# Octaves, Zouks, Citterns, Tenors and Electrics > Tenor Guitars >  Neko Case on her tenor guitar collection

## Ed Goist

Neko Case on her tenor guitar collection: Fretboard Journal #2 cover story (Summer 2006)

*Great article!*

(_Man, I want that '67 tenor SG Special with the whammy bar...badly!_  :Grin:  )

----------


## Spruce

Thanks...
I was missing that issue....

----------


## Charles E.

Ed, here is a good look at it.....

http://www.youtube.com/watch?v=50dzxkJa1NE

----------


## Peter Kurtze

Thanks, Ed!  I used to have that issue -- sold it for what seemed like a healthy profit at the time -- but have since regretted not being able to reread the article about Neko's guitars.  And was thinking about that SG tenor just yesterday!

----------


## Jill McAuley

Awesome read - thanks for that link Ed!

Cheers,
Jill

----------


## journeybear

Nice bit of investigative journalism there, Charley. That clip was uploaded five years ago by someone who has only uploaded this one. Wonder what if anything that means.  :Confused:  Also wanted to point out her backup singer, Kelly Hogan, a friend of hers and a fine singer-songwriter in her own right. I learned about them about the same time, 2000 I think (pivotal moment, eh?) - Kelly Hogan & The Pine Valley Cosmonauts – "Beneath the Country Underdog" and Neko Case – "Furnace Room Lullaby," hipped to there being some great alt-country operating far out of the mainstream - record label in Chicago.
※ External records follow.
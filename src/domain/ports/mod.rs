//! Port traits: the seams at which the core algorithms meet external
//! collaborators (the agent subprocess, the event sink the caller supplies).

pub mod agent;
pub mod event_sink;

pub use agent::{Agent, AgentRequest, AgentResult, RateLimitSignal, StreamEvent};
pub use event_sink::EventSink;
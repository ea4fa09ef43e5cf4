//! TaskState: persistent per-task status record (`task-state.conf`).

use chrono::{DateTime, Utc};

/// Status of a task in the implementation loop.
#[derive(Debug, Clone, Copy, PartialEq, Eq)]
pub enum TaskStatus {
    NotStarted,
    InProgress,
    Completed,
    Blocked,
}

impl TaskStatus {
    pub fn as_str(&self) -> &'static str {
        match self {
            Self::NotStarted => "not_started",
            Self::InProgress => "in_progress",
            Self::Completed => "completed",
            Self::Blocked => "blocked",
        }
    }

    pub fn from_str(s: &str) -> Option<Self> {
        match s {
            "not_started" => Some(Self::NotStarted),
            "in_progress" => Some(Self::InProgress),
            "completed" => Some(Self::Completed),
            "blocked" => Some(Self::Blocked),
            _ => None,
        }
    }
}

/// One row of `task-state.conf`: `GlobalID|Status|AgentName|StartTime|EndTime`.
#[derive(Debug, Clone, PartialEq, Eq)]
pub struct TaskState {
    pub global_id: String,
    pub status: TaskStatus,
    pub agent: String,
    pub start_time: Option<DateTime<Utc>>,
    pub end_time: Option<DateTime<Utc>>,
}

impl TaskState {
    pub fn not_started(global_id: impl Into<String>) -> Self {
        Self {
            global_id: global_id.into(),
            status: TaskStatus::NotStarted,
            agent: String::new(),
            start_time: None,
            end_time: None,
        }
    }

    /// Serialize this entry as one pipe-delimited line (no trailing newline).
    pub fn to_line(&self) -> String {
        format!(
            "{}|{}|{}|{}|{}",
            self.global_id,
            self.status.as_str(),
            self.agent,
            self.start_time.map(|t| t.to_rfc3339()).unwrap_or_default(),
            self.end_time.map(|t| t.to_rfc3339()).unwrap_or_default(),
        )
    }

    /// Parse one pipe-delimited line. `#`-prefixed and blank lines should be
    /// filtered by the caller before reaching this function.
    pub fn parse_line(line: &str) -> Option<Self> {
        let mut parts = line.splitn(5, '|');
        let global_id = parts.next()?.to_string();
        let status = TaskStatus::from_str(parts.next()?)?;
        let agent = parts.next()?.to_string();
        let start_time = parts
            .next()
            .filter(|s| !s.is_empty())
            .and_then(|s| DateTime::parse_from_rfc3339(s).ok())
            .map(|t| t.with_timezone(&Utc));
        let end_time = parts
            .next()
            .filter(|s| !s.is_empty())
            .and_then(|s| DateTime::parse_from_rfc3339(s).ok())
            .map(|t| t.with_timezone(&Utc));

        Some(Self {
            global_id,
            status,
            agent,
            start_time,
            end_time,
        })
    }
}

/// Parse the full contents of a `task-state.conf` file, skipping `#`-prefixed
/// and blank lines.
pub fn parse_task_state_file(contents: &str) -> Vec<TaskState> {
    contents
        .lines()
        .filter(|l| !l.trim().is_empty() && !l.trim_start().starts_with('#'))
        .filter_map(TaskState::parse_line)
        .collect()
}
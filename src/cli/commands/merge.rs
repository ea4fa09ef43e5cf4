//! `raven merge` — C6 entry point.

use std::collections::HashMap;

use anyhow::Context;

use crate::cli::artifact::MergeArtifact;
use crate::cli::output::{output, CommandOutput};
use crate::cli::types::MergeArgs;
use crate::domain::models::{EpicBreakdown, EpicTaskResult};
use crate::services::{dag, merger, scatter};

#[derive(Debug, serde::Serialize)]
pub struct MergeOutput {
    pub task_count: usize,
    pub deduplicated: usize,
    pub unresolved_dependencies: usize,
    pub ambiguous_dependencies: usize,
}

impl CommandOutput for MergeOutput {
    fn to_human(&self) -> String {
        format!(
            "{} tasks after merge ({} deduplicated, {} unresolved deps, {} ambiguous deps)",
            self.task_count, self.deduplicated, self.unresolved_dependencies, self.ambiguous_dependencies
        )
    }

    fn to_json(&self) -> serde_json::Value {
        serde_json::to_value(self).unwrap_or_default()
    }
}

pub async fn execute(args: MergeArgs, json_mode: bool) -> anyhow::Result<()> {
    let breakdown: EpicBreakdown = serde_json::from_slice(&tokio::fs::read(&args.breakdown).await.context("reading breakdown")?)?;

    let mut results: HashMap<String, EpicTaskResult> = HashMap::new();
    let mut epic_titles: HashMap<String, String> = HashMap::new();
    for epic in &breakdown.epics {
        epic_titles.insert(epic.id.clone(), epic.title.clone());
        let path = scatter::derive_output_path(&args.work_dir, &epic.id)
            .with_context(|| format!("epic id {} does not sanitize to a safe filename", epic.id))?;
        let bytes = tokio::fs::read(&path).await.with_context(|| format!("reading {}", path.display()))?;
        let result: EpicTaskResult = serde_json::from_slice(&bytes)?;
        results.insert(epic.id.clone(), result);
    }

    let merge_output = merger::merge(&breakdown, &results).context("merge failed")?;

    // Fail fast on cycles before persisting, mirroring the phase assigner's
    // own precondition.
    dag::validate_and_assign_phases(&merge_output.tasks, &epic_titles).context("dependency graph is invalid")?;
    let depths = dag::compute_depths(&merge_output.tasks);

    let artifact = MergeArtifact { tasks: merge_output.tasks, depths, epic_titles };
    let task_count = artifact.tasks.len();
    artifact.save(&args.output).await.context("writing merge artifact")?;

    output(
        &MergeOutput {
            task_count,
            deduplicated: merge_output.dedup_report.removed_count,
            unresolved_dependencies: merge_output.remap_report.unresolved.len(),
            ambiguous_dependencies: merge_output.remap_report.ambiguous.len(),
        },
        json_mode,
    );
    Ok(())
}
Here's her take on The Magnetic Fields' "Papa Was a Rodeo." (Oh, almost forgot - thanks, Ed!  :Smile:  )

----------


## Lefty3

Redhead + tenor guitar = Love

I want that SG!
Thanks for the link.

----------


## Charles E.

To paraphrase Richard Tohmpson, " Red hair and a white SG tenor, my favorite color scheme...."

----------


## Mike Herlihy

http://www.thegearpage.net/board/sho...d.php?t=625869

More pics of Neko

----------


## Ed Goist

More Neko...


with her ultra-rare '58 Gibson Les Paul Special Tenor


with a vintage parlor tenor

----------


## Spruce

I _love_ Sound Opinions, and even moreso after hearing this interview with Neko...
She mentions how her love of tenors came about...
Interesting listen...

----------

Ed Goist

----------


## Larry S Sherman

> I _love_ Sound Opinions, and even moreso after hearing this interview with Neko...
> She mentions how her love of tenors came about...
> Interesting listen...


Thanks for bringing this program to my attention!

Larry

----------


## delsbrother

More than ten years ago.. Rauhouse in full effect..  :Smile:   Horrible phone recording, but at least you get to see the tenors:




Love it when she first starts singing. Even though I've grown tired of the reverb, I still love to listen to her voice..

ps I also love it when the woman next to the fanboy doing the taping tells him to STFU.

----------

Ed Goist, 

journeybear, 

MsRutaRutabaga

----------